Barça zittert vor dem efes-doppelschlag: pascual braucht sieg, sonst wird es eng

Der FC Barcelona schlittert in der EuroLeague auf Messers Schneide. Nach dem Clásico-Patzer gegen Real Madrid (78:82) droht dem Klub von Trainer Xavi Pascual am Dienstag (20.30 Uhr, Palau Blaugrana) gegen Anadolu Efes der nächste K.o.-Schlag. Bei zwei Niederlagen in Serie würde der Traum vom Play-in-Endspiel fast zur Illusion.

Pascual nimmt den schmerz mit in die kabine

Die 78:82-Niederlage am Sonntag schmerzt doppelt: Erst verpassten die Katalanen vor eigenem Publikum die Prestige-Sieg gegen den Erzrivalen, dann rutschten sie auf Platz zehn ab – nur ein Sieg vor dem ersten Nicht-Play-in-Rang. „Wir haben Phasen gut gespielt, aber am Ende die Rebounds verschenkt“, sagte Pascual. Sein Blick gilt sofort dem Efes-Spiel: „Jetzt zählt nur noch ein Sieg, sonst wird es sehr, sehr schwierig.“

Die Zahme Phase dauert seit Wochen. Nach dem 18:14-Start unter Pascual folgten sechs Niederlagen in den letzten zehn Partien. Die Defensive kassiert 82 Punkte pro Spiel – zu viel für einen Titelanwärter. Dennoch: Der 97:92-Sieg in Valencia am Freitag zeigte, dass der Kader noch Feuer hat. Nicolás Laprovittola traf fünf Dreier, Jan Veselý dominierte die Zone. „Wir haben gezeigt, dass wir auswärts gewinnen können“, sagte der Tscheche. „Jetzt müssen wir das zu Hause bestätigen.“

Efes kehrt langsam zurück, aber larkin fehlt weiter

Efes kehrt langsam zurück, aber larkin fehlt weiter

Anadolu Efes steht vor dem Endspurt ohne große Ziele. Mit 11:21-Siegen ist der türkische Klub Tabellen-Vorletzter, der Play-in-Riegel ist rechnerisch geplatzt. Doch Pablo Laso, ehemals Real-Madrid-Boss, hat seine Verletztenliste reduziert: Vincent Poirier kehrte am Wochenende zurück, Rodrigue Beaubois trainiert wieder – Einsatz offen. Dafür fehlt Top-Scorer Shane Larkin mindestens bis April, Center Georgios Papagiannis fällt mit Kreuzbandriss komplett aus.

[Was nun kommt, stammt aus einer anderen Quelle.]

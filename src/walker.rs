//! Discovery of the files a run will compile.
//!
//! Discovery is a single depth-first pass over each input root in turn,
//! visiting directory entries in file name order. The orchestrator collects
//! it into a finite list of [`FileTask`]s and sizes its completion barrier
//! from that list, so the number of completions it waits for is exactly the
//! number of tasks it started.

use std::{
    collections::{hash_map::Entry, HashMap},
    fmt::Display,
    path::{Path, PathBuf},
};

use log::{debug, trace};
use walkdir::{DirEntry, WalkDir};

use crate::{
    options::CompileOptions,
    path::{self, infer_module_name, is_hidden, relative_to_root},
};

#[derive(Debug)]
#[non_exhaustive]
pub struct WalkError {
    path: PathBuf,
    kind: WalkErrorKind,
}

impl WalkError {
    fn from_walkdir(root: &Path, err: walkdir::Error) -> Self {
        let path = err.path().unwrap_or(root).to_owned();
        if let Some(ancestor) = err.loop_ancestor() {
            return WalkError {
                kind: WalkErrorKind::Loop {
                    ancestor: ancestor.to_owned(),
                },
                path,
            };
        }
        // walkdir reports failed stats and failed listings alike. A path
        // that still stats as a directory is one that could not be listed.
        let kind = if path.is_dir() {
            WalkErrorKind::ReadDirectory(err)
        } else {
            WalkErrorKind::Stat(err)
        };
        WalkError { path, kind }
    }

    pub fn path(&self) -> &Path {
        &self.path
    }

    pub fn kind(&self) -> &WalkErrorKind {
        &self.kind
    }

    pub fn is_directory_read(&self) -> bool {
        matches!(self.kind, WalkErrorKind::ReadDirectory(_))
    }
}

impl Display for WalkError {
    fn fmt(&self, f: &mut std::fmt::Formatter<'_>) -> std::fmt::Result {
        match &self.kind {
            WalkErrorKind::Stat(_) => write!(f, "unable to stat {:?}", self.path),
            WalkErrorKind::ReadDirectory(_) => {
                write!(f, "unable to read directory {:?}", self.path)
            }
            WalkErrorKind::Loop { ancestor } => write!(
                f,
                "filesystem loop: {:?} leads back to {:?}",
                self.path, ancestor
            ),
            WalkErrorKind::Path(_) => {
                write!(f, "unable to resolve output path for {:?}", self.path)
            }
            WalkErrorKind::OutputCollision { first, output } => write!(
                f,
                "{:?} and {:?} would both be compiled to {:?}",
                first, self.path, output
            ),
        }
    }
}

impl std::error::Error for WalkError {
    fn source(&self) -> Option<&(dyn std::error::Error + 'static)> {
        match &self.kind {
            WalkErrorKind::Stat(err) => Some(err),
            WalkErrorKind::ReadDirectory(err) => Some(err),
            WalkErrorKind::Path(err) => Some(err),
            WalkErrorKind::Loop { .. } | WalkErrorKind::OutputCollision { .. } => None,
        }
    }
}

#[derive(Debug)]
pub enum WalkErrorKind {
    #[non_exhaustive]
    Stat(walkdir::Error),
    #[non_exhaustive]
    ReadDirectory(walkdir::Error),
    /// A followed symlink points at a directory already being walked.
    #[non_exhaustive]
    Loop { ancestor: PathBuf },
    #[non_exhaustive]
    Path(path::StripPrefixError),
    /// Two different inputs map to the same output file.
    #[non_exhaustive]
    OutputCollision { first: PathBuf, output: PathBuf },
}

/// A regular file found under one of the input roots.
#[derive(Clone, Debug, PartialEq, Eq)]
pub struct SourceFile {
    pub path: PathBuf,
    /// `path` relative to the root it was found under.
    pub relative: PathBuf,
}

/// One unit of work: compile `input` into `output`.
#[derive(Clone, Debug, PartialEq, Eq)]
pub struct FileTask {
    pub input: PathBuf,
    pub relative: PathBuf,
    pub output: PathBuf,
    /// Name handed to the compiler, if any.
    pub module_name: Option<String>,
    /// Key of this module in the dependency graph.
    pub node_name: String,
}

impl FileTask {
    pub fn new(source: SourceFile, destination: &Path, options: &CompileOptions) -> Self {
        let inferred = infer_module_name(&source.relative);
        let module_name = match (&options.module_name, options.infer_name) {
            (Some(explicit), _) => Some(explicit.clone()),
            (None, true) => Some(inferred.clone()),
            (None, false) => None,
        };
        FileTask {
            output: destination.join(&source.relative),
            node_name: module_name.clone().unwrap_or(inferred),
            module_name,
            input: source.path,
            relative: source.relative,
        }
    }
}

type Entries = walkdir::FilterEntry<walkdir::IntoIter, fn(&DirEntry) -> bool>;

fn is_visible(entry: &DirEntry) -> bool {
    if entry.depth() > 0 && is_hidden(entry.file_name()) {
        trace!("skipping hidden entry {:?}", entry.path());
        return false;
    }
    true
}

struct Root {
    path: PathBuf,
    entries: Entries,
}

impl Root {
    fn new(path: PathBuf) -> Self {
        let entries = WalkDir::new(&path)
            .follow_links(true)
            .sort_by_file_name()
            .into_iter()
            .filter_entry(is_visible as fn(&DirEntry) -> bool);
        Root { path, entries }
    }

    fn source_file(&self, entry: DirEntry) -> Result<Option<SourceFile>, WalkError> {
        let file_type = entry.file_type();
        if file_type.is_dir() {
            return Ok(None);
        }
        if !file_type.is_file() {
            debug!("skipping {:?}: not a regular file", entry.path());
            return Ok(None);
        }
        // Only a root named directly is a file at depth 0.
        let relative = relative_to_root(&self.path, entry.depth() == 0, entry.path())
            .map_err(|err| WalkError {
                path: entry.path().to_owned(),
                kind: WalkErrorKind::Path(err),
            })?;
        Ok(Some(SourceFile {
            path: entry.into_path(),
            relative,
        }))
    }
}

/// Lazy depth-first walk over `roots`, one root after another. Hidden
/// entries inside directories are skipped along with everything below them;
/// roots are always visited. Symlinks are followed. The walk ends after the
/// first error.
pub struct Walk {
    roots: std::vec::IntoIter<PathBuf>,
    current: Option<Root>,
    failed: bool,
}

impl std::fmt::Debug for Walk {
    fn fmt(&self, f: &mut std::fmt::Formatter<'_>) -> std::fmt::Result {
        f.debug_struct("Walk")
            .field("current", &self.current.as_ref().map(|root| &root.path))
            .field("roots", &self.roots.as_slice())
            .field("failed", &self.failed)
            .finish()
    }
}

pub fn walk<I>(roots: I) -> Walk
where
    I: IntoIterator,
    I::Item: AsRef<Path>,
{
    Walk {
        roots: roots
            .into_iter()
            .map(|root| root.as_ref().to_owned())
            .collect::<Vec<_>>()
            .into_iter(),
        current: None,
        failed: false,
    }
}

impl Walk {
    fn fail(&mut self, err: WalkError) -> Option<Result<SourceFile, WalkError>> {
        self.failed = true;
        self.current = None;
        Some(Err(err))
    }
}

impl Iterator for Walk {
    type Item = Result<SourceFile, WalkError>;

    fn next(&mut self) -> Option<Self::Item> {
        if self.failed {
            return None;
        }
        loop {
            if self.current.is_none() {
                let path = self.roots.next()?;
                trace!("walking {:?}", path);
                self.current = Some(Root::new(path));
            }
            let root = self.current.as_mut()?;
            let entry = match root.entries.next() {
                Some(Ok(entry)) => entry,
                Some(Err(err)) => {
                    let err = WalkError::from_walkdir(&root.path, err);
                    return self.fail(err);
                }
                None => {
                    self.current = None;
                    continue;
                }
            };
            match root.source_file(entry) {
                Ok(Some(file)) => return Some(Ok(file)),
                Ok(None) => {}
                Err(err) => return self.fail(err),
            }
        }
    }
}

/// Count the non-hidden regular files reachable from `roots`.
///
/// This is a separate pass over the filesystem. A count taken here and a
/// later traversal that does the actual work can disagree if files are added
/// or removed in between, so nothing that waits on completions should be
/// sized from it. [`discover`] yields the list to size from instead.
pub fn count_files<I>(roots: I) -> Result<usize, WalkError>
where
    I: IntoIterator,
    I::Item: AsRef<Path>,
{
    walk(roots).try_fold(0, |count, file| file.map(|_| count + 1))
}

/// Walk `roots` once and build the task for every file found, in discovery
/// order. Stops at the first error.
///
/// Every output path gets exactly one task. A file reached more than once,
/// through a repeated or overlapping root, is compiled once. Two different
/// files that would land on the same output are an error.
pub fn discover<I, P>(
    roots: I,
    destination: P,
    options: &CompileOptions,
) -> Result<Vec<FileTask>, WalkError>
where
    I: IntoIterator,
    I::Item: AsRef<Path>,
    P: AsRef<Path>,
{
    let destination = destination.as_ref();
    let mut inputs: HashMap<PathBuf, PathBuf> = HashMap::new();
    let mut tasks = Vec::new();
    for file in walk(roots) {
        let task = FileTask::new(file?, destination, options);
        match inputs.entry(task.output.clone()) {
            Entry::Occupied(first) if *first.get() == task.input => {
                debug!("{:?} found more than once, compiling it once", task.input);
            }
            Entry::Occupied(first) => {
                return Err(WalkError {
                    kind: WalkErrorKind::OutputCollision {
                        first: first.get().clone(),
                        output: task.output,
                    },
                    path: task.input,
                });
            }
            Entry::Vacant(slot) => {
                slot.insert(task.input.clone());
                tasks.push(task);
            }
        }
    }
    debug!("discovered {} files", tasks.len());
    Ok(tasks)
}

Das Hinspiel in Istanbul endete mit 74:73 für Efes. Veselý foultte Théo Maledon in letzter Sekunde, der Franzose verwandelte beide Freiwürfe. Genau diese Kleinigkeiten will Pascual eliminieren. „Wir haben 21 Ballverluste produziert, das ist zu viel gegen ein Team mit Lasos System“, sagte er. „Wenn wir unter zehn Turnovern bleiben, gewinnen wir.“

Barça brauht den Sieg, um den Anschluss an Platz acht zu wahren. Ein Verlust würde die Lücke auf fünf Siege vergrößern – bei nur fünf Spielen bis zum Saisonende. Die Rechnung ist simpel: Sieg oder Saisonende. Der Palau wird ausverkauft sein, 7.500 Fans wollen den Befreiungsschlag sehen. Für Pascual ist es die erste echte Prüfung seit seiner Rückkehr. Besteht er sie nicht, droht der frühe Sommer – und das wäre für den Traditionsklub ein kleines Desaster.